After the horrible disappointment of
Fluency, here is a SF novel about a linguist making first contact with aliens done right.
Damocles is not an action-packed novel. Most of the book is talking, describing the laborious task of humans and aliens trying to establish communications when they share no culture or language in common. The linguistics are not described in detail, but the process of constructing a bridge to translation is realistic.
It should be noted that this is also a "humans are the aliens" novel, in which it's the Earthers who come from outer space, to the shock and awe and terror of a less advanced, but technological, civilization.
The setting the Earthers come from is barely fleshed out - humans have expanded to other colonies, but the message from an older alien race giving Earthers the secret of FTL travel and telling them that there are other races seeded from the same DNA as humanity is never described in more detail than that. It's a MacGuffin to send the crew of the Damocles out into space.
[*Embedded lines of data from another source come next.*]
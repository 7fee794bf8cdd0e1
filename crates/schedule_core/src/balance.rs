//! Opponent pairing within a round.

use itertools::Itertools;

use crate::types::{Match, Team};

/// Pair a round's teams into matches so opposing sides are as evenly
/// matched as possible.
///
/// Teams are sorted ascending by skill (ties by member order) and adjacent
/// entries paired: 1st vs 2nd, 3rd vs 4th, and so on. Among adjacent
/// pairings of a fixed team set this minimizes the largest single gap; it
/// is not a global minimax over arbitrary pairings, which is fine for a
/// heuristic search that regenerates whole schedules anyway.
///
/// The round builder guarantees an even team count, so every team lands in
/// exactly one match.
pub fn pair_matches(mut teams: Vec<Team>) -> Vec<Match> {
    teams.sort_by(|a, b| a.skill().cmp(&b.skill()).then_with(|| a.cmp(b)));
    teams
        .into_iter()
        .tuples()
        .map(|(team_a, team_b)| Match { team_a, team_b })
        .collect()
}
Damocles is told in alternating chapters from the viewpoints of Meg Dupris, the linguist aboard the Damocles, and Loul Pell, a socially awkward nerd in a dead-end government job when the Earthers arrive.
Besides the realistic communications problems, the best part of Damocles is the realistic aliens, the Didetos. They are close enough to human that their psychology and physiology is understandable, but different enough that they're clearly not human. Their culture constantly throws the Earthers off-balance with its similarities and differences - Didetos don't sleep, and although they have an industrial society that has begun launching satellites, they have never in their history undertaken to explore their oceans. Yet, they have press conferences, a military-industrial complex, and comic book nerds.
Loul Pell is one of the latter. A disgraced scientist, now working as a cubicle drone because he once presented a paper speculating about alien contact, he suddenly finds himself whisked away by Dideto Men In Black when aliens actually appear, pretty much where and how he said they would. And so he accidentally takes the role of speaker-to-aliens, and befriends a strange, willowy, extraterrestrial named "Meg."
Although there are some misunderstandings and tension over miscommunications, and questions about whether the Earthers will be able to return home, there is no dramatic action in this book. It's a novel about inter-cultural communications, and if aliens ever do visit Earth, I can see Men In Black whisking S.G. Redling off to advise our first contact team on how to communicate with them.
Verdict: A thoughtful, intelligent sci-fi novel that explores linguistics and alien cultures in a realistic way. Damocles is not a particularly exciting book, but it's a fine work of genuine speculative fiction. 7/10.